Invasion of a chronically incarcerated ventral hernia by an underlying colonic adenocarcinoma, leading to perforation and sepsis, represents a rare and complex surgical challenge.
We present the case of a 62-year-old male with a history of obesity, diabetes mellitus, and a long-standing incarcerated ventral hernia acquired after a motor vehicle collision; he had previously not met medical optimization criteria for elective hernia repair. The patient presented acutely with worsening abdominal pain, erythematous skin changes overlying the hernia, and clinical signs of sepsis. Diagnostic imaging revealed a nearly obstructing transverse colonic adenocarcinoma that had perforated through the hernia sac and directly invaded the abdominal wall musculature. Initial management focused on sepsis control with intravenous antibiotics, followed by en bloc surgical resection of the involved colon segment and compromised abdominal wall, with subsequent complex abdominal wall reconstruction.
While abdominal wall hernias and colon cancer are independently prevalent, their co-occurrence in this aggressive manner is uncommon. This case underscores the need for a high index of suspicion for underlying malignancy in patients with complicated chronic hernias and highlights a management strategy prioritizing initial sepsis control followed by definitive oncologic resection and immediate abdominal wall reconstruction.
hernia; tumor perforation; colorectal adenocarcinoma; colorectal cancer; abdominal wall reconstruction
A 62-year-old male presented with a complex abdominal emergency rooted in a remote history of trauma and chronic comorbidities. His past medical history was notable for chronic obstructive pulmonary disease, obstructive sleep apnea, type 2 diabetes mellitus (HbA1c 6.6%), obesity (BMI 40.52 kg/m²), and an extensive 60 pack-year smoking history. His surgical history began in 1982 with an exploratory laparotomy for a liver laceration sustained in a motor vehicle crash, from which he had an uneventful initial recovery. Decades later, in 2019, he presented to a local hospital with acute abdominal pain, an enlarging abdominal bulge, and nausea. A computed tomography (CT) scan at that time revealed a ventral hernia containing incarcerated bowel, without radiographic evidence of ischemia or strangulation (Figure 1). The hernia was successfully reduced manually in the emergency department, and he was discharged with outpatient general surgery follow-up.

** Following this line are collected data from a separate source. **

//! Normalizes the provider's heterogeneous response shapes into the
//! canonical [`Recipe`].

use ladle_types::models::{Ingredient, NO_UTILITY, Nutrition, Recipe, Step};
use serde::Deserialize;
use serde_json::Value;

use crate::GenerationError;

/// The three payload shapes a provider message may carry, discriminated by
/// which field is present.
#[derive(Debug)]
enum ProviderPayload<'a> {
    /// Function-call arguments: a JSON string with the recipe nested under
    /// `recipe_details`.
    FunctionCall(&'a str),
    /// Raw JSON text in a content field (plain string content or an
    /// assistants-style `content[0].text.value`).
    JsonText(&'a str),
    /// The message itself already is a structured recipe object.
    Structured(&'a Value),
}

/// Single dispatch over the message shape. Returns `None` when no
/// documented shape matches.
fn classify(message: &Value) -> Option<ProviderPayload<'_>> {
    if let Some(args) = message
        .pointer("/tool_calls/0/function/arguments")
        .and_then(Value::as_str)
    {
        return Some(ProviderPayload::FunctionCall(args));
    }

    if let Some(text) = message.get("content").and_then(Value::as_str) {
        return Some(ProviderPayload::JsonText(text));
    }

    // Assistants API: content is a list of typed blocks.
    if let Some(text) = message
        .pointer("/content/0/text/value")
        .and_then(Value::as_str)
    {
        return Some(ProviderPayload::JsonText(text));
    }

    if recipe_value(message).is_some() {
        return Some(ProviderPayload::Structured(message));
    }

    None
}

/// Normalize a provider message into the canonical recipe. All three
/// documented shapes produce the identical result for equivalent content;
/// anything else is an `UnexpectedFormat` error.
pub fn into_recipe(message: &Value) -> Result<Recipe, GenerationError> {
    let payload = classify(message).ok_or(GenerationError::UnexpectedFormat)?;

    let parsed;
    let value = match payload {
        ProviderPayload::FunctionCall(args) | ProviderPayload::JsonText(args) => {
            parsed = serde_json::from_str::<Value>(args)?;
            &parsed
        }
        ProviderPayload::Structured(v) => v,
    };

    let recipe = recipe_value(value).ok_or(GenerationError::UnexpectedFormat)?;
    let wire: WireRecipe = serde_json::from_value(recipe.clone())?;
    Ok(wire.into())
}

/// Locate the recipe object inside a parsed payload: either nested under
/// `recipe_details` (function-argument blobs) or the value itself.
fn recipe_value(v: &Value) -> Option<&Value> {
    if let Some(details) = v.get("recipe_details") {
        return Some(details);
    }
    if v.get("recipe_name").is_some() || v.get("name").is_some() {
        return Some(v);
    }
    None
}

// Wire shape as the function schema names it; aliases accept payloads that
// already use the canonical field names.

#[derive(Debug, Deserialize)]
struct WireRecipe {
    #[serde(alias = "name")]
    recipe_name: String,
    #[serde(alias = "ingredients")]
    ingredients_list: Vec<WireIngredient>,
    #[serde(alias = "nutrition")]
    nutritional_information: Nutrition,
    #[serde(alias = "steps")]
    cooking_steps: Vec<WireStep>,
}

#[derive(Debug, Deserialize)]
struct WireIngredient {
    #[serde(alias = "name")]
    ingredient: String,
    quantity: String,
}

#[derive(Debug, Deserialize)]
struct WireStep {
    #[serde(alias = "description")]
    step: String,
    /// Seconds; models occasionally emit floats or negatives.
    #[serde(alias = "waitSeconds", default)]
    time: f64,
    #[serde(default)]
    utility: String,
}

impl From<WireRecipe> for Recipe {
    fn from(wire: WireRecipe) -> Self {
        Recipe {
            name: wire.recipe_name,
            ingredients: wire
                .ingredients_list
                .into_iter()
                .map(|i| Ingredient {
                    name: i.ingredient,
                    quantity: i.quantity,
                })
                .collect(),
            steps: wire
                .cooking_steps
                .into_iter()
                .map(|s| Step {
                    description: s.step,
                    wait_seconds: if s.time.is_finite() && s.time > 0.0 {
                        s.time.round() as u32
                    } else {
                        0
                    },
                    utility: if s.utility.is_empty() {
                        NO_UTILITY.to_string()
                    } else {
                        s.utility
                    },
                })
                .collect(),
            nutrition: wire.nutritional_information,
        }
    }
}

Figure 1. Initial Computed Tomography of Ventral Hernia (October 2019). Published with Permission
Over the subsequent years, the patient did not undergo elective surgical repair of the ventral hernia as he was unable to meet his surgeon’s preoperative medical optimization criteria. In June 2023, his condition acutely worsened, prompting presentation to a local hospital with a two-week history of escalating abdominal pain and new-onset erythematous skin changes overlying the longstanding hernia. His review of systems was positive for rust-colored stools but otherwise negative. On admission, he was febrile to 39.4°C with a heart rate of 99 bpm. His abdominal examination was described as benign, without signs of generalized peritonitis despite the systemic signs of infection. A CT scan demonstrated a colonic mass within the known ventral hernia sac, which appeared to be perforating directly into the abdominal wall musculature (Figure 2A), complicated by a superimposed abdominal wall abscess (Figure 2B). There were no CT findings suggestive of acute bowel ischemia or distant metastatic disease. Intravenous antibiotics were initiated for the cellulitis and underlying abscess, leading to clinical improvement.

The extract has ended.